Local professors explain why game-changing research matters to us all
What’s the big deal about blue LEDs? Our TVs, smart phones, even the energy-saving white LED lights at home, school, and work wouldn’t be possible without the development of efficient blue light-emitting diodes. Combining light from blue, red, and green LEDs makes white light. That’s why this year’s Nobel Prize in Physics matters to us all.
While the Nobel prizes are some of the world’s most prestigious awards, presented annually to outstanding contributors in physics, chemistry, physiology or medicine, literature, economics and peace, sometimes the achievements need to be put into perspective.

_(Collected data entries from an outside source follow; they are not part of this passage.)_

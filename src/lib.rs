//! Line Printer Spooler
//!
//! Tails the output file of an emulated line printer, decodes its
//! carriage-control column and streams each print job to its own document
//! renderer process.
//!
//! - `stream`: Cursor over the printer file and line assembly
//! - `decoder`: Carriage-control directives and page accounting
//! - `job`: End-of-job detection
//! - `renderer`: Renderer process lifecycle
//! - `engine`: One poll cycle over all of the above
//! - `poll`: Periodic driver, startup and shutdown

pub mod config;
pub mod decoder;
pub mod engine;
pub mod error;
pub mod job;
pub mod pidfile;
pub mod poll;
pub mod renderer;
pub mod signal;
pub mod stream;

pub use config::Config;
pub use decoder::{ControlDirective, PageState};
pub use engine::{Engine, Tick};
pub use error::{Error, Result};
pub use job::JobBoundaryTracker;
pub use renderer::{RendererSession, RendererState};
pub use stream::{LineAssembler, StreamCursor};
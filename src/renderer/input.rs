//! Non-blocking renderer input
//!
//! The renderer's stdin is a blocking pipe. A dedicated writer thread owns
//! it and drains a bounded queue, so the poll loop only ever enqueues. A
//! full queue is reported as [`io::ErrorKind::WouldBlock`] and the caller
//! retries the line later. Dropping the [`RendererInput`] closes the queue;
//! the writer thread then finishes what was queued and closes the pipe.

use std::io::{self, Write};
use std::thread;

use crossbeam_channel::{Receiver, Sender, TrySendError};
use tracing::{debug, warn};

/// Decoded lines buffered between the poll loop and the renderer pipe
pub const INPUT_QUEUE: usize = 256;

/// Writable end of a renderer's input
#[derive(Debug)]
pub struct RendererInput {
    queue: Sender<Vec<u8>>,
}

impl RendererInput {
    /// Wrap the sending half of a queue drained elsewhere
    pub fn new(queue: Sender<Vec<u8>>) -> Self {
        Self { queue }
    }

    /// Start a writer thread feeding `sink` from a queue of [`INPUT_QUEUE`] lines
    pub fn spawn<W>(sink: W) -> io::Result<Self>
    where
        W: Write + Send + 'static,
    {
        let (tx, rx) = crossbeam_channel::bounded(INPUT_QUEUE);
        thread::Builder::new()
            .name("renderer-input".to_string())
            .spawn(move || drain(sink, rx))?;
        Ok(Self::new(tx))
    }

    /// Queue `text` without blocking
    ///
    /// Fails with `WouldBlock` when the renderer is behind and with
    /// `BrokenPipe` once the writer thread has given up on the pipe.
    pub fn try_write(&self, text: &[u8]) -> io::Result<()> {
        match self.queue.try_send(text.to_vec()) {
            Ok(()) => Ok(()),
            Err(TrySendError::Full(_)) => Err(io::Error::new(
                io::ErrorKind::WouldBlock,
                "renderer input queue is full",
            )),
            Err(TrySendError::Disconnected(_)) => Err(io::Error::new(
                io::ErrorKind::BrokenPipe,
                "renderer input is closed",
            )),
        }
    }
}

/// Copy queued text into the pipe until the queue closes or a write fails
fn drain<W: Write>(mut sink: W, queue: Receiver<Vec<u8>>) {
    for text in queue {
        if let Err(err) = sink.write_all(&text) {
            warn!(error = %err, "failed to write to renderer");
            return;
        }
    }
    if let Err(err) = sink.flush() {
        warn!(error = %err, "failed to flush renderer input");
    }
    debug!("renderer input closed");
}
//! Output document naming

use std::path::{Path, PathBuf};

use chrono::NaiveDateTime;

/// File name for a job started at `started`: `print_YYYY_MM_DD_HH_MM_SS.ext`
pub fn artifact_file_name(extension: &str, started: NaiveDateTime) -> String {
    let stem = started.format("print_%Y_%m_%d_%H_%M_%S");
    if extension.is_empty() {
        stem.to_string()
    } else {
        format!("{stem}.{extension}")
    }
}

/// Path of the document for a job started at `started`
pub fn artifact_path(spool_dir: &Path, extension: &str, started: NaiveDateTime) -> PathBuf {
    spool_dir.join(artifact_file_name(extension, started))
}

Wednesday, December 10, is the Nobel Prize Award Ceremony Day—the day that Nobel prizes, medals, and diplomas are presented in Sweden. To mark this event, UBC Okanagan is hosting Nobel Night where a panel of distinguished professors will discuss all six of this year’s Nobel Prize-winning contributions to the world. Presented in an event geared to all ages and backgrounds, panelists will explain the what, how, and why these innovative ideas will change the world.
The evening will be hosted by John Klironomos, an expert in plant and soil ecology, a biology professor and Associate Dean of research with the Irving K. Barber School of Arts and Sciences. Klironomos was recently named a fellow of the Royal Society of Canada.
UBC faculty members who will discuss the 2014 Nobel awards include:
- Nobel Prize in Physics—Jonathan Holzman, associate professor, electrical engineering, Faculty of Applied Science
- Nobel Prize in Chemistry—Fred Menard, assistant professor, chemistry, Irving K. Barber School of Arts and Sciences
- Nobel Prize in Physiology or Medicine—Gordon Binsted, Dean, Faculty of Health and Social Development, acting viceprincipal, research,
- Nobel Prize in Literature—Marianne Legault, Associate Dean, Faculty of Creative and Critical Studies
- Nobel Peace Prize—Susan Crichton, director, Faculty of Education
- Sveriges Riksmbank Prize in Economic Sciences in Memory of Alfred Nobel—Ross Hickey, associate professor of economics, Irving K. Barber School of Arts and Sciences
The event is from 7 to 8:30 p.m. in lecture theatre ASC 140, Arts and Sciences Centre, at UBC’s Okanagan campus in Kelowna. Doors open at 6:30 and refreshments will be served before the event begins.
All are welcome to attend this public event. Admission is free, donations to the United Way gratefully accepted. Pay parking is available on campus.